Microsoft general manager Amit Mital emphasised the advantages of agility and ubiquity in the company's Software plus Services strategy in his Tech Ed keynote address this morning.
He told a crowd of 2,000 plus at the conference, in Auckland, that is was important they not confuse the plan with Software as a Service.
Mital, who leads the development of Microsoft's Live Mesh system, says Software plus Service delivers the best of the cloud, of hosted software, of Web 2.0 and of service oriented architecture through tight integration and a flexible development.
He says the offering delivers power and flexibility for partners and customers to meet their computing requirements. Under it, the advantages of the cloud (deployability, global reach, agility and ease of provisioning) are married to the best of hosted software (security and privacy, visibility and control, and data accessibility).
Mital emphasised the ability of the model to incorporate partners, offering multiple means of delivery, including on-premises, third party and direct, through federation.
He emphasised changes happening at the back end in Microsoft's server and application software to enable this, saying it has to be properly structured "between the server and the service".
He says Microsoft is "refactoring" its enterprise server and software to deliver "server and service symmetry".
"Over the next few years the way we build applications is vitally important," he says. Software has to be mapped on to the utility computing fabric.
To prove the point, two user stories were presented.
One was a demonstration of SmartAsset, a technology developed by Australian company The Online Workshop and being used by Antarctica New Zealand to track and service assets.
The demo showed how geolocation, mapping, software and mobile devices could be integrated into a tight but distributed application.
The second, StreetAdvisor, showed an application that advises people on the best streets to live in around the world could be enabled to deliver social networking functionality, including presence.
Flexible business models and licensing are also an impirtant part of the mix, he says.
The three key principles of the strategy are:
1. The web is the hub
2. The power of choice
3. Small pieces, loosely joined
Mital says there must be interconnectivity between what he calls the social mesh and the device mesh.
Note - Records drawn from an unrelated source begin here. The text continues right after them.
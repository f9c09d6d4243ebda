//! relaymail CLI
//!
//! Thin wrapper around relaymail-core for inspecting and maintaining the
//! local state of a client: configuration, aliases, synced conversations
//! and the persisted session.
//!
//! ## Usage
//!
//! ```bash
//! # Write a config file with defaults
//! relaymail config init --network testnet
//!
//! # Show the effective configuration and sponsor allowlist
//! relaymail config show
//! relaymail policy
//!
//! # Manage aliases of an identity
//! relaymail --identity 0x... alias set 0xabc... "Alice"
//! relaymail --identity 0x... alias list
//!
//! # Browse synced conversations
//! relaymail --identity 0x... conversations
//! relaymail --identity 0x... messages <conversation_id>
//! relaymail --identity 0x... read <conversation_id>
//!
//! # Inspect or drop the persisted session
//! relaymail --identity 0x... session show
//! relaymail --identity 0x... session clear
//! ```

use std::path::{Path, PathBuf};

use anyhow::{Context, Result};
use clap::{Parser, Subcommand};
use relaymail_core::chat::{load_conversation_views, load_messages, relative_time};
use relaymail_core::config::CONFIG_FILE_NAME;
use relaymail_core::{
    is_valid_address, AliasDirectory, ClientContext, ConversationId, MailConfig, Network,
    SessionCredential, SponsorPolicy, Storage,
};

/// relaymail - encrypted messaging with sponsored writes
#[derive(Parser)]
#[command(name = "relaymail")]
#[command(version)]
#[command(about = "relaymail - local state of a ledger-backed messaging client")]
struct Cli {
    /// Increase verbosity (-v, -vv, -vvv)
    #[arg(short, long, action = clap::ArgAction::Count)]
    verbose: u8,

    /// Data directory (default: ~/.relaymail/data)
    #[arg(short, long, global = true)]
    data_dir: Option<PathBuf>,

    /// Config file (default: <data-dir>/relaymail.json)
    #[arg(short, long, global = true)]
    config: Option<PathBuf>,

    /// Override the configured network
    #[arg(long, global = true)]
    network: Option<Network>,

    /// Owning identity (0x-prefixed address) for per-identity commands
    #[arg(short, long, global = true)]
    identity: Option<String>,

    #[command(subcommand)]
    command: Commands,
}

#[derive(Subcommand)]
enum Commands {
    /// Configuration file management
    Config {
        #[command(subcommand)]
        action: ConfigAction,
    },

    /// Show the call targets the sponsor relay will pay for
    Policy,

    /// Alias management
    Alias {
        #[command(subcommand)]
        action: AliasAction,
    },

    /// List synced conversations, most recent first
    Conversations,

    /// Show the messages of a conversation, newest first
    Messages {
        /// Conversation id
        conversation_id: String,

        /// Maximum number of messages to show
        #[arg(short = 'n', long, default_value_t = 50)]
        limit: usize,
    },

    /// Show the newest messages across all conversations
    Recent {
        #[arg(short = 'n', long, default_value_t = 20)]
        limit: usize,
    },

    /// Mark every message of a conversation as read
    Read {
        /// Conversation id
        conversation_id: String,
    },

    /// Persisted session management
    Session {
        #[command(subcommand)]
        action: SessionAction,
    },

    /// Delete all synced records (conversations and watermarks stay)
    ClearCache,
}

#[derive(Subcommand)]
enum ConfigAction {
    /// Print the effective configuration
    Show,
    /// Write a config file with defaults (plus any overrides)
    Init {
        /// Sponsor relay base URL
        #[arg(long)]
        sponsor_url: Option<String>,

        /// Overwrite an existing file
        #[arg(long)]
        force: bool,
    },
}

#[derive(Subcommand)]
enum AliasAction {
    /// Add or rename an alias
    Set { address: String, alias: String },
    /// Remove an alias
    Remove { address: String },
    /// List all aliases
    List,
}

#[derive(Subcommand)]
enum SessionAction {
    /// Show the persisted session of the identity
    Show,
    /// Delete the persisted session (log out)
    Clear,
}

fn setup_logging(verbosity: u8) {
    let filter = match verbosity {
        0 => "warn",
        1 => "info",
        2 => "debug",
        _ => "trace",
    };

    tracing_subscriber::fmt()
        .with_writer(std::io::stderr)
        .with_env_filter(
            tracing_subscriber::EnvFilter::try_from_default_env()
                .unwrap_or_else(|_| tracing_subscriber::EnvFilter::new(filter)),
        )
        .init();
}

/// Get the default data directory (~/.relaymail/data)
fn default_data_dir() -> PathBuf {
    dirs::home_dir()
        .unwrap_or_else(|| PathBuf::from("."))
        .join(".relaymail")
        .join("data")
}

fn open_storage(data_dir: &Path) -> Result<Storage> {
    let path = MailConfig::database_path(data_dir);
    Storage::new(&path).with_context(|| format!("Failed to open database at {}", path.display()))
}

fn require_context(identity: Option<&str>, network: Network) -> Result<ClientContext> {
    let identity = identity.context("This command needs --identity <ADDRESS>")?;
    if !is_valid_address(identity) {
        anyhow::bail!("Invalid identity '{}': expected 0x followed by 64 hex characters", identity);
    }
    Ok(ClientContext::new(identity.trim().to_ascii_lowercase(), network)?)
}

fn format_time(timestamp_ms: i64) -> String {
    chrono::DateTime::from_timestamp_millis(timestamp_ms)
        .map(|t| t.format("%Y-%m-%d %H:%M:%S UTC").to_string())
        .unwrap_or_else(|| timestamp_ms.to_string())
}

#[tokio::main]
async fn main() -> Result<()> {
    let cli = Cli::parse();

    setup_logging(cli.verbose);

    let data_dir = cli.data_dir.unwrap_or_else(default_data_dir);
    let config_path = cli
        .config
        .clone()
        .unwrap_or_else(|| data_dir.join(CONFIG_FILE_NAME));
    let mut config = MailConfig::load(&config_path)
        .with_context(|| format!("Failed to load config from {}", config_path.display()))?;
    if let Some(network) = cli.network {
        config.network = network;
    }
    tracing::debug!(
        data_dir = %data_dir.display(),
        config = %config_path.display(),
        network = %config.network,
        "Starting relaymail"
    );
    let identity = cli.identity.as_deref();
    let now = chrono::Utc::now().timestamp_millis();

    match cli.command {
        Commands::Config { action } => match action {
            ConfigAction::Show => {
                println!("Config file: {}", config_path.display());
                println!("Data directory: {}", data_dir.display());
                println!();
                println!("{}", serde_json::to_string_pretty(&config)?);
            }

            ConfigAction::Init { sponsor_url, force } => {
                if config_path.exists() && !force {
                    anyhow::bail!(
                        "Config file {} already exists (use --force to overwrite)",
                        config_path.display()
                    );
                }
                if let Some(url) = sponsor_url {
                    config.sponsor_url = url;
                }
                config.save(&config_path)?;
                println!("Wrote {}", config_path.display());
            }
        },

        Commands::Policy => {
            let policy = SponsorPolicy::for_package(&config.messaging_package)
                .with_targets(config.extra_call_targets.iter().cloned());
            println!("Sponsor: {} ({})", config.sponsor_url, config.network);
            println!("Allowed call targets:");
            for target in policy.targets() {
                println!("  {}", target);
            }
        }

        Commands::Alias { action } => {
            let ctx = require_context(identity, config.network)?;
            let storage = open_storage(&data_dir)?;
            let directory = AliasDirectory::open(storage, &ctx)?;

            match action {
                AliasAction::Set { address, alias } => {
                    directory.set_alias(&address, &alias)?;
                    println!("Alias saved: {} -> {}", address.trim(), alias.trim());
                }

                AliasAction::Remove { address } => {
                    if directory.remove(&address)? {
                        println!("Alias removed: {}", address.trim());
                    } else {
                        println!("No alias for {}", address.trim());
                    }
                }

                AliasAction::List => {
                    let aliases = directory.list();
                    if aliases.is_empty() {
                        println!("No aliases.");
                    } else {
                        println!("Aliases ({}):", aliases.len());
                        for (address, alias) in &aliases {
                            println!("  {}  {}", address, alias);
                        }
                    }
                }
            }
        }

        Commands::Conversations => {
            let ctx = require_context(identity, config.network)?;
            let storage = open_storage(&data_dir)?;
            let aliases = AliasDirectory::open(storage.clone(), &ctx)?.list();
            let views = load_conversation_views(&storage, ctx.identity(), &aliases)?;

            if views.is_empty() {
                println!("No conversations.");
            } else {
                println!("Conversations ({}):", views.len());
                for view in &views {
                    let kind = match view.kind {
                        Some(kind) => kind.to_string(),
                        None => "unregistered".to_string(),
                    };
                    println!(
                        "  {} [{}] {} - {} message(s), {} unread, {}",
                        view.id,
                        kind,
                        view.display_name(),
                        view.len(),
                        view.unread,
                        relative_time(view.last_activity, now)
                    );
                    if let Some(preview) = view.preview() {
                        println!("      {}", preview);
                    }
                }
            }
        }

        Commands::Messages {
            conversation_id,
            limit,
        } => {
            let ctx = require_context(identity, config.network)?;
            let storage = open_storage(&data_dir)?;
            let id = ConversationId::new(conversation_id.trim());
            if storage.load_conversation(&id)?.is_none() && storage.list_by_conversation(&id)?.is_empty() {
                anyhow::bail!("Unknown conversation {}", id);
            }
            let aliases = AliasDirectory::open(storage.clone(), &ctx)?.list();
            let messages = load_messages(&storage, &id, ctx.identity(), &aliases)?;

            if messages.is_empty() {
                println!("No messages in {}.", id);
            } else {
                println!("Messages in {} ({}):", id, messages.len());
                for msg in messages.iter().take(limit) {
                    let marker = if msg.is_pending {
                        "~"
                    } else if msg.is_read {
                        " "
                    } else {
                        "*"
                    };
                    println!(
                        "{} [{}] {}: {}",
                        marker,
                        format_time(msg.timestamp),
                        msg.display_sender(),
                        msg.content
                    );
                    for name in &msg.attachments {
                        println!("      attachment: {}", name);
                    }
                }
            }
        }

        Commands::Recent { limit } => {
            let storage = open_storage(&data_dir)?;
            let records = storage.list_recent(limit)?;
            if records.is_empty() {
                println!("No messages.");
            } else {
                for record in &records {
                    println!(
                        "[{}] {} {}: {}",
                        format_time(record.timestamp),
                        record.conversation_id.short(),
                        relaymail_core::shorten_address(&record.sender),
                        record.text()
                    );
                }
            }
        }

        Commands::Read { conversation_id } => {
            let storage = open_storage(&data_dir)?;
            let id = ConversationId::new(conversation_id.trim());
            let flipped = storage.mark_conversation_read(&id)?;
            println!("Marked {} message(s) as read in {}", flipped, id);
        }

        Commands::Session { action } => {
            let ctx = require_context(identity, config.network)?;
            let storage = open_storage(&data_dir)?;

            match action {
                SessionAction::Show => match storage.load_session(ctx.identity())? {
                    None => println!("No session for {}.", ctx.identity()),
                    Some(blob) => match SessionCredential::from_json(&blob) {
                        Ok(credential) => {
                            let state = if credential.is_expired(now) {
                                "expired".to_string()
                            } else {
                                format!(
                                    "valid, {} min left",
                                    credential.remaining_ms(now) / 60_000
                                )
                            };
                            println!("Session:");
                            println!("  Owner: {}", credential.owner());
                            println!("  Fingerprint: {}", credential.fingerprint());
                            println!("  Created: {}", format_time(credential.created_at()));
                            println!("  Expires: {}", format_time(credential.expires_at()));
                            println!("  State: {}", state);
                            println!("  Scope: {}", credential.scope().join(", "));
                        }
                        Err(e) => println!("Stored session is unreadable: {}", e),
                    },
                },

                SessionAction::Clear => {
                    storage.delete_session(ctx.identity())?;
                    println!("Session cleared for {}", ctx.identity());
                }
            }
        }

        Commands::ClearCache => {
            let storage = open_storage(&data_dir)?;
            storage.clear_records()?;
            println!("Cleared synced records in {}", data_dir.display());
        }
    }

    Ok(())
}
Currently devices are islands of data, but with Software plus Services access will be ubiquitous and data will be synchronised.
Microsoft is delivering its Exchange mail server software in multiple ways under the software plus Services umbrella including Exchange, Exchange Online, hybrid and rich client.
Microsoft's Live Platform, BizTalk Services and SQL Data Services are also part of the growing mix.
The model also caters for situations where users are offline or have poor network connectivity.